Thursday, October 9, 2008

Paula Deen is Trying to Fucking Kill Us

Alright, confession time: I love watching the Food Channel. I just finished my midterms, which consisted of six tests in the space of two days, so I'm currently watching to unwind a little. And I have to admit a certain fondness for Paula Deen. I love her accent, and she actually seems to enjoy cooking, as opposed to the Everyday Italian girl, who seems intent on pushing Feminism back a good thirty years or so. That being said, PAULA DEEN IS TRYING TO FUCKING KILL US. Seriously, I just watched the bitch instruct her audience on how to make Deep-Fried Macaroni wrapped in Bacon (which sounds both delicious, but will probably land you in the big house for a triple-bypass). Considering her taste in cooking, I figured I'd offer her a couple other recipes to try out in the near future.

Bacon Doughnut Cheeseburger
Fry a burger patty in bacon fat, sandwich in between two Krispy Kreme dougnuts and top the patty with cheese, bacon and a stick of butter. Afterwards, top the doughnut with chocolate sauce, marshmallows and some whipped cream if you're feeling sassy


Oreo and Mayonnaise Omelet
Fry an omelet made of twenty egg yolks in pig lard. Once both sides are grilled, fold over a cup of mayonnaise, a scoop of butter pecan ice cream, and handful of pork rinds. Once rolled, slather it in butter, and cover in crushed oreo cookie pieces.

Fattening Mushy Shit
Mix five pounds of flour, five pounds of sugar and five pounds of butter together. Deep fry, then force feed it to the first person you see. Don't stop until he/she stops breathing.

Instant Death
Fill a large syringe with melted butter, hot fudge, lard, dishwasher detergent, caramel, mayonnaise and five raw eggs. Inject directly into the heart. Bon Fucking Appetite.

3 comments:

Genevieve Burgess said...

When I was at University I was kind of obsessed with Food Network too. It's amazing.

That said, when I make cookies from scratch I have a REALLY hard time not eating all of the butter mixed with sugar before I add other ingredients. It's really delicious. I have some sympathy for Paula Deen and her butter-love.

Sarah said...

My dearly beloved Jeremy,

You do realise that, minus the deep-frying, your recipe for "Fattening Mushy Shit" is the exact recipe for a bigass batch of shortbread biscuits? Except, again, rather than frying the goo you would roll it out, cut it into pieces and bake it.

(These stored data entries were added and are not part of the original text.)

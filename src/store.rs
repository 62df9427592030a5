// 🗃️ Normalized Store
// Immutable (entity, metric, year) → value collection for one loaded source

use serde::{Deserialize, Serialize};
use std::collections::{BTreeMap, BTreeSet, HashMap};

// ============================================================================
// RECORD
// ============================================================================

/// Record - The atomic unit of normalized data.
///
/// `value = None` means "no data", which is NOT the same as zero consumption.
/// The analytics layer depends on that distinction. `recognized` is the
/// Schema Registry's verdict on the metric label: unmapped labels are kept
/// and flagged rather than dropped.
#[derive(Debug, Clone, PartialEq, Serialize, Deserialize)]
pub struct Record {
    pub entity: String,
    pub metric: String,
    pub year: i32,
    pub value: Option<f64>,
    pub recognized: bool,
}

// ============================================================================
// NORMALIZED STORE
// ============================================================================

/// NormalizedStore - Read-only after construction.
///
/// Indexed by (metric, year) because the window selector's overlap
/// computations dominate query volume. Records are kept sorted by
/// (entity, metric, year) so two normalizations of the same source are
/// bit-identical.
#[derive(Debug, Clone, Default)]
pub struct NormalizedStore {
    records: Vec<Record>,
    // (metric, year) → entity → value
    by_metric_year: HashMap<(String, i32), BTreeMap<String, Option<f64>>>,
    years_by_metric: HashMap<String, BTreeSet<i32>>,
}

impl NormalizedStore {
    /// Build a store from raw records.
    ///
    /// Duplicate (entity, metric, year) triples overwrite (last write wins):
    /// source exports occasionally repeat whole header blocks, and the later
    /// occurrence is taken as the corrected one.
    pub fn from_records(records: Vec<Record>) -> Self {
        let mut deduped: BTreeMap<(String, String, i32), Record> = BTreeMap::new();
        for record in records {
            let key = (
                record.entity.clone(),
                record.metric.clone(),
                record.year,
            );
            deduped.insert(key, record);
        }

        let mut by_metric_year: HashMap<(String, i32), BTreeMap<String, Option<f64>>> =
            HashMap::new();
        let mut years_by_metric: HashMap<String, BTreeSet<i32>> = HashMap::new();
        for record in deduped.values() {
            by_metric_year
                .entry((record.metric.clone(), record.year))
                .or_default()
                .insert(record.entity.clone(), record.value);
            years_by_metric
                .entry(record.metric.clone())
                .or_default()
                .insert(record.year);
        }

        NormalizedStore {
            records: deduped.into_values().collect(),
            by_metric_year,
            years_by_metric,
        }
    }

    /// Value for one (entity, metric, year). `None` covers both "no record"
    /// and "record present but value absent".
    pub fn lookup(&self, entity: &str, metric: &str, year: i32) -> Option<f64> {
        self.by_metric_year
            .get(&(metric.to_string(), year))
            .and_then(|entities| entities.get(entity))
            .copied()
            .flatten()
    }

    /// Entities with a non-absent value for (metric, year).
    pub fn entities_with(&self, metric: &str, year: i32) -> BTreeSet<String> {
        self.by_metric_year
            .get(&(metric.to_string(), year))
            .map(|entities| {
                entities
                    .iter()
                    .filter(|(_, v)| v.is_some())
                    .map(|(e, _)| e.clone())
                    .collect()
            })
            .unwrap_or_default()
    }

    /// Years that carry at least one non-absent value for a metric.
    pub fn years_for(&self, metric: &str) -> BTreeSet<i32> {
        self.years_by_metric
            .get(metric)
            .map(|years| {
                years
                    .iter()
                    .filter(|&&y| {
                        self.by_metric_year
                            .get(&(metric.to_string(), y))
                            .map(|entities| entities.values().any(|v| v.is_some()))
                            .unwrap_or(false)
                    })
                    .copied()
                    .collect()
            })
            .unwrap_or_default()
    }

    /// Entity → value map for one (metric, year), non-absent values only.
    pub fn values_for(&self, metric: &str, year: i32) -> BTreeMap<String, f64> {
        self.by_metric_year
            .get(&(metric.to_string(), year))
            .map(|entities| {
                entities
                    .iter()
                    .filter_map(|(e, v)| v.map(|v| (e.clone(), v)))
                    .collect()
            })
            .unwrap_or_default()
    }

    /// All records, sorted by (entity, metric, year).
    pub fn records(&self) -> &[Record] {
        &self.records
    }

    pub fn len(&self) -> usize {
        self.records.len()
    }

    pub fn is_empty(&self) -> bool {
        self.records.is_empty()
    }
}

// ============================================================================
// TESTS
// ============================================================================

#[cfg(test)]
mod tests {
    use super::*;

    fn record(entity: &str, metric: &str, year: i32, value: Option<f64>) -> Record {
        Record {
            entity: entity.to_string(),
            metric: metric.to_string(),
            year,
            value,
            recognized: true,
        }
    }

    #[test]
    fn test_lookup() {
        let store = NormalizedStore::from_records(vec![
            record("India", "coal_consumption", 2020, Some(100.0)),
            record("India", "coal_consumption", 2021, None),
        ]);
        assert_eq!(store.lookup("India", "coal_consumption", 2020), Some(100.0));
        assert_eq!(store.lookup("India", "coal_consumption", 2021), None);
        assert_eq!(store.lookup("India", "coal_consumption", 2019), None);
        assert_eq!(store.lookup("China", "coal_consumption", 2020), None);
    }

    #[test]
    fn test_duplicate_triple_last_write_wins() {
        let store = NormalizedStore::from_records(vec![
            record("India", "coal_consumption", 2020, Some(100.0)),
            record("India", "coal_consumption", 2020, Some(120.0)),
        ]);
        assert_eq!(store.len(), 1);
        assert_eq!(store.lookup("India", "coal_consumption", 2020), Some(120.0));
    }

    #[test]
    fn test_entities_with_excludes_absent() {
        let store = NormalizedStore::from_records(vec![
            record("India", "gdp", 2020, Some(1.0)),
            record("China", "gdp", 2020, None),
            record("Brazil", "gdp", 2020, Some(2.0)),
        ]);
        let entities = store.entities_with("gdp", 2020);
        assert_eq!(entities.len(), 2);
        assert!(entities.contains("India"));
        assert!(entities.contains("Brazil"));
        assert!(!entities.contains("China"));
    }

    #[test]
    fn test_years_for_skips_all_absent_years() {
        let store = NormalizedStore::from_records(vec![
            record("India", "gdp", 2019, Some(1.0)),
            record("India", "gdp", 2020, None),
            record("China", "gdp", 2020, None),
        ]);
        let years = store.years_for("gdp");
        assert!(years.contains(&2019));
        assert!(!years.contains(&2020));
    }

    #[test]
    fn test_records_deterministic_order() {
        let a = NormalizedStore::from_records(vec![
            record("B", "gdp", 2020, Some(2.0)),
            record("A", "gdp", 2020, Some(1.0)),
        ]);
        let b = NormalizedStore::from_records(vec![
            record("A", "gdp", 2020, Some(1.0)),
            record("B", "gdp", 2020, Some(2.0)),
        ]);
        assert_eq!(a.records(), b.records());
    }
}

Think about that the next time you eat some delicious, delicious shortbread. You'll totally hear your own arteries clogging, and if there's not too much background noise, you'll also hear your pulmonary and tricuspid valves seize simultaneously!

You're welcome!

Love and myocardial infarction,
Sarina

Jeremy Feist said...

rusty: I love me some dough, too. The best is when you save some cookie dough, you mix it in with some vanilla ice cream, and you got yourself some delicious, delicious cookie dough ice cream. Mmmmmm... But seriously, as much as I love her, the bitch made deep fried butter balls for christ's sake, she needs to take it down a peg.

Sarah: Oh dear God, you're kidding me. I was just going for the most fattening combination of baking ingredients I can think of, and I inadvertently create shortbread cookies. Are you serious? Jeebus, I'm not sure whether to categorize this under "ironic" or "sad".